Post by Michael Brigg » Mon Mar 15, 2010 11:55 am

JimC wrote:I can foresee a massive backlash from International Governments on the current cavalier attitudes on the net to intellectual property, privacy etc...

The thing that really stinks for me are companies who seem to think that its just fine for them to make a fortune out of flogging advertising on pages of content they expect the creators to supply for free.
First of all I should say that I am not being an apologist for this sort of activity and I am fully in favour of the rule that this site adopts a morally correct stand on the matter.

...and I agree Jim, that the advertising smells a bit but they will argue that that is what a free market is about.

A massive backlask might happen one day but the cynic in me says "not until the legal system has found a way of making a (significant) profit from it." For the moment they are content simply to establish the principal of the right to pursue a case. Its about investment in the future.
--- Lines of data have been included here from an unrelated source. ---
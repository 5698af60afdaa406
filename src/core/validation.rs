use rust_decimal::Decimal;

use super::error::{IcmsStError, ValidationError};
use super::types::*;
use crate::mva::is_special_ncm;

/// Precondition of batch calculation: every product with a special food NCM
/// must carry an origin. Returns the first offender.
pub fn check_origins(products: &[Product]) -> Result<(), IcmsStError> {
    match products
        .iter()
        .find(|p| p.origin.is_none() && is_special_ncm(&p.ncm))
    {
        Some(p) => {
            tracing::warn!(id = p.id, ncm = %p.ncm, "product needs a declared origin");
            Err(IcmsStError::MissingOrigin {
                product: p.name.clone(),
                ncm: p.ncm.clone(),
            })
        }
        None => Ok(()),
    }
}

/// Advisory checks on a product list. Returns every finding.
///
/// The calculator accepts all of these inputs; this is for callers that
/// want to flag suspicious document data before calculating.
pub fn lint_products(products: &[Product]) -> Vec<ValidationError> {
    let mut errors = Vec::new();
    for (i, product) in products.iter().enumerate() {
        lint_product(product, i, &mut errors);
    }
    errors
}

fn lint_product(product: &Product, index: usize, errors: &mut Vec<ValidationError>) {
    let prefix = format!("products[{index}]");

    if !is_digits(&product.ncm, 8) {
        errors.push(ValidationError::with_rule(
            format!("{prefix}.ncm"),
            format!("NCM '{}' must have 8 digits", product.ncm),
            "ST-NCM",
        ));
    }

    if !product.cest.is_empty() && !is_digits(&product.cest, 7) {
        errors.push(ValidationError::with_rule(
            format!("{prefix}.cest"),
            format!("CEST '{}' must be empty or have 7 digits", product.cest),
            "ST-CEST",
        ));
    }

    if product.origin.is_none() && is_special_ncm(&product.ncm) {
        errors.push(ValidationError::with_rule(
            format!("{prefix}.origin"),
            format!(
                "product \"{}\" (NCM {}) requires a declared origin",
                product.name, product.ncm
            ),
            "ST-ORIGIN",
        ));
    }

    let amounts = [
        ("gross_value", product.gross_value),
        ("ipi", product.ipi),
        ("freight", product.freight),
        ("other_expenses", product.other_expenses),
        ("discount", product.discount),
        ("icms.amount", product.icms.amount),
        ("icms.rate", product.icms.rate),
    ];
    for (field, value) in amounts {
        if value < Decimal::ZERO {
            errors.push(ValidationError::new(
                format!("{prefix}.{field}"),
                format!("must not be negative, got {value}"),
            ));
        }
    }

    if product.starting_value() < Decimal::ZERO {
        errors.push(ValidationError::new(
            prefix,
            "discount exceeds product value plus charges",
        ));
    }
}

fn is_digits(code: &str, len: usize) -> bool {
    code.len() == len && code.bytes().all(|b| b.is_ascii_digit())
}

#[cfg(test)]
mod tests {
    use super::*;
    use crate::core::ProductBuilder;
    use rust_decimal_macros::dec;

    #[test]
    fn origins_present() {
        let products = vec![
            ProductBuilder::new("Macarrão", "19021100")
                .origin(ProductOrigin::Signataria)
                .build(),
            ProductBuilder::new("Óleo", "12074090").build(),
        ];
        assert!(check_origins(&products).is_ok());
        assert!(check_origins(&[]).is_ok());
    }

    #[test]
    fn first_missing_origin_reported() {
        let products = vec![
            ProductBuilder::new("Óleo", "12074090").build(),
            ProductBuilder::new("Torrada", "19054000").build(),
            ProductBuilder::new("Biscoito", "19053100").build(),
            ProductBuilder::new("Macarrão", "19021100").build(),
        ];
        let err = check_origins(&products).unwrap_err();
        assert_eq!(
            err.to_string(),
            "select the goods origin for product \"Biscoito\" (NCM: 19053100)"
        );
    }

    #[test]
    fn clean_product_has_no_findings() {
        let p = ProductBuilder::new("Óleo", "12074090")
            .cest("1700100")
            .gross_value(dec!(10))
            .build();
        assert!(lint_products(&[p]).is_empty());
    }

    #[test]
    fn malformed_codes() {
        let p = ProductBuilder::new("x", "1207409A").cest("17001").build();
        let errors = lint_products(&[p]);
        assert_eq!(errors.len(), 2);
        assert_eq!(errors[0].rule.as_deref(), Some("ST-NCM"));
        assert_eq!(errors[1].field, "products[0].cest");
    }

    #[test]
    fn negative_amounts() {
        let p = ProductBuilder::new("x", "12074090")
            .gross_value(dec!(10))
            .discount(dec!(-1))
            .build();
        let errors = lint_products(&[p]);
        assert_eq!(errors.len(), 1);
        assert_eq!(errors[0].field, "products[0].discount");
        assert_eq!(
            errors[0].to_string(),
            "products[0].discount: must not be negative, got -1"
        );
    }

    #[test]
    fn discount_beyond_value() {
        let p = ProductBuilder::new("x", "12074090")
            .gross_value(dec!(10))
            .discount(dec!(11))
            .build();
        let errors = lint_products(&[p]);
        assert_eq!(errors.len(), 1);
        assert_eq!(errors[0].field, "products[0]");
    }

    #[test]
    fn missing_origin_finding() {
        let p = ProductBuilder::new("Pão", "19059010").build();
        let errors = lint_products(&[p]);
        assert_eq!(errors.len(), 1);
        assert_eq!(
            errors[0].to_string(),
            "[ST-ORIGIN] products[0].origin: product \"Pão\" (NCM 19059010) requires a declared origin"
        );
    }
}
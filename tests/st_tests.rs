use icms_st::core::*;
use icms_st::st::*;
use rust_decimal::Decimal;
use rust_decimal_macros::dec;

fn line(name: &str, ncm: &str, gross: Decimal, rate: Decimal, declared: Decimal) -> ProductBuilder {
    ProductBuilder::new(name, ncm)
        .cfop("6102")
        .gross_value(gross)
        .declared_icms(rate, declared)
}

// ---------------------------------------------------------------------------
// Single product
// ---------------------------------------------------------------------------

#[test]
fn gross_up_scenario() {
    let p = line("Item sem MVA", "99999999", dec!(100), dec!(18), dec!(18)).build();
    let r = calculate(&p);
    assert_eq!(r.mva_applied, Decimal::ZERO);
    assert_eq!(r.internal_rate_applied, dec!(20.50));
    assert_eq!(r.base.round_dp(2), dec!(103.14));
    assert_eq!(r.tax.round_dp(2), dec!(3.14));
}

#[test]
fn panettone_scenario() {
    let p = line("Panettone Premium", "19052010", dec!(200), dec!(12), dec!(24))
        .cest("1705200")
        .origin(ProductOrigin::Signataria)
        .build();
    let r = calculate(&p);
    assert_eq!(r.mva_applied, dec!(35));
    assert_eq!(r.internal_rate_applied, dec!(12.00));
    assert_eq!(r.base, dec!(270));
    assert_eq!(r.tax, dec!(8.4));
}

#[test]
fn panettone_name_is_case_insensitive() {
    let p = line("MINI PANETTONE frutas", "19052010", dec!(10), dec!(12), dec!(1.2))
        .cest("1705200")
        .build();
    assert!(is_panettone_exception(&p));
}

#[test]
fn starting_value_includes_charges() {
    let p = line("Bomba", "84133010", dec!(1000), dec!(12), dec!(120))
        .ipi(dec!(50))
        .freight(dec!(30))
        .other_expenses(dec!(20))
        .discount(dec!(100))
        .build();
    assert_eq!(p.starting_value(), dec!(1000));
    let r = calculate(&p);
    assert_eq!(r.mva_applied, dec!(90.15));
    assert_eq!(r.base, dec!(1901.5));
    // 1901.5 * 0.205 - 120
    assert_eq!(r.tax, dec!(269.8075));
}

#[test]
fn gross_up_subtracts_declared_before_dividing() {
    let p = line("Sem MVA", "00000000", dec!(795), dec!(0), dec!(0)).build();
    let r = calculate(&p);
    assert!(r.gross_up);
    assert_eq!(r.base, dec!(1000));
    assert_eq!(r.tax, dec!(205));
}

#[test]
fn gross_up_negative_clamps() {
    let p = line("Sem MVA", "00000000", dec!(10), dec!(18), dec!(50)).build();
    let r = calculate(&p);
    assert_eq!(r.base, Decimal::ZERO);
    assert_eq!(r.tax, Decimal::ZERO);
}

#[test]
fn settings_from_json() {
    let settings: CalculationSettings =
        serde_json::from_str(r#"{ "default_internal_rate": "18" }"#).unwrap();
    assert_eq!(settings.default_internal_rate, dec!(18));
    assert_eq!(settings.gross_up_divisor, GROSS_UP_DIVISOR);
    assert_eq!(settings.normal_regime, REGIME_NORMAL);

    let p = line("Óleo", "12074090", dec!(100), dec!(12), dec!(12)).build();
    assert_eq!(calculate_with(&p, &settings).internal_rate_applied, dec!(18));
}

// ---------------------------------------------------------------------------
// Batch and totals
// ---------------------------------------------------------------------------

fn mixed_batch() -> Vec<Product> {
    vec![
        line("Óleo", "12074090", dec!(100), dec!(12), dec!(12)).build(),
        line("Macarrão", "19021100", dec!(50), dec!(12), dec!(6))
            .origin(ProductOrigin::Signataria)
            .build(),
        line("Torrada", "19059020", dec!(80), dec!(7), dec!(5.6))
            .cfop("6403")
            .origin(ProductOrigin::Exterior)
            .build(),
        line("Avulso", "99999999", dec!(100), dec!(18), dec!(18)).build(),
    ]
}

#[test]
fn batch_totals() {
    let mut products = mixed_batch();
    calculate_all(&mut products).unwrap();
    assert!(is_calculated(&products));

    let totals = aggregate(&products);
    assert_eq!(totals.calculated, 4);
    assert_eq!(totals.gross_value, dec!(330));
    assert_eq!(totals.tax_by_mva.len(), 3);
    assert_eq!(totals.tax_by_mva[&dec!(60.5)], dec!(20.9025));
    // 50*1.35*0.205-6 + 80*1.35*0.205-5.6
    assert_eq!(totals.tax_by_mva[&dec!(35)], dec!(7.8375) + dec!(16.54));
    assert_eq!(totals.gross_by_cfop["6102"], dec!(250));
    assert_eq!(totals.gross_by_cfop["6403"], dec!(80));

    let group_sum: Decimal = totals.tax_by_mva.values().copied().sum();
    assert_eq!(group_sum, totals.st_tax);
}

#[test]
fn batch_keeps_order() {
    let mut products = mixed_batch();
    calculate_all(&mut products).unwrap();
    let names: Vec<&str> = products.iter().map(|p| p.name.as_str()).collect();
    assert_eq!(names, ["Óleo", "Macarrão", "Torrada", "Avulso"]);
}

#[test]
fn batch_rejected_before_any_calculation() {
    let mut products = mixed_batch();
    products[2].origin = None;
    let err = calculate_all(&mut products).unwrap_err();
    match err {
        IcmsStError::MissingOrigin { product, ncm } => {
            assert_eq!(product, "Torrada");
            assert_eq!(ncm, "19059020");
        }
        other => panic!("unexpected error: {other}"),
    }
    assert!(products.iter().all(|p| p.st.is_none()));
    assert_eq!(aggregate(&products), Totals::default());
}

#[test]
fn cfop_totals_before_calculation() {
    let products = mixed_batch();
    let by_cfop = cfop_totals(&products);
    assert_eq!(by_cfop["6102"], dec!(250));
    assert_eq!(by_cfop["6403"], dec!(80));
    assert!(aggregate(&products).gross_by_cfop.is_empty());
}

#[test]
fn recalculation_replaces_results() {
    let mut products = mixed_batch();
    calculate_all(&mut products).unwrap();
    products[0].tax_regime = "SIMPLES".into();
    products[3].tax_regime = "SIMPLES".into();
    calculate_all(&mut products).unwrap();
    let r = products[3].st.as_ref().unwrap();
    assert!(!r.gross_up);
    assert_eq!(r.base, dec!(100));
}

#[test]
fn totals_serialize() {
    let mut products = mixed_batch();
    calculate_all(&mut products).unwrap();
    let json = serde_json::to_string(&aggregate(&products)).unwrap();
    assert!(json.contains("\"tax_by_mva\""));
    assert!(json.contains("\"6403\""));
}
A lawyer friend of mine ("some of my best friends are lawyers!" :P ) told me that like all the oldest professions they are never out of business because they are always needed. In prosperity there are fees for conveyancing and contracts to tie up, and in recession, when people have more time to reflect on their problems there is litigation and divorce.

So then, we live in dangerous times.

The Government of most democracies I thing are mainly interested in regulation of the net for prevention of Criminal activity. I would see issues of National security, pornography and financial fraud as being the current priorities here, but like the Space Programme the success of an investment may not neccessarily be in acheiving the original purpose.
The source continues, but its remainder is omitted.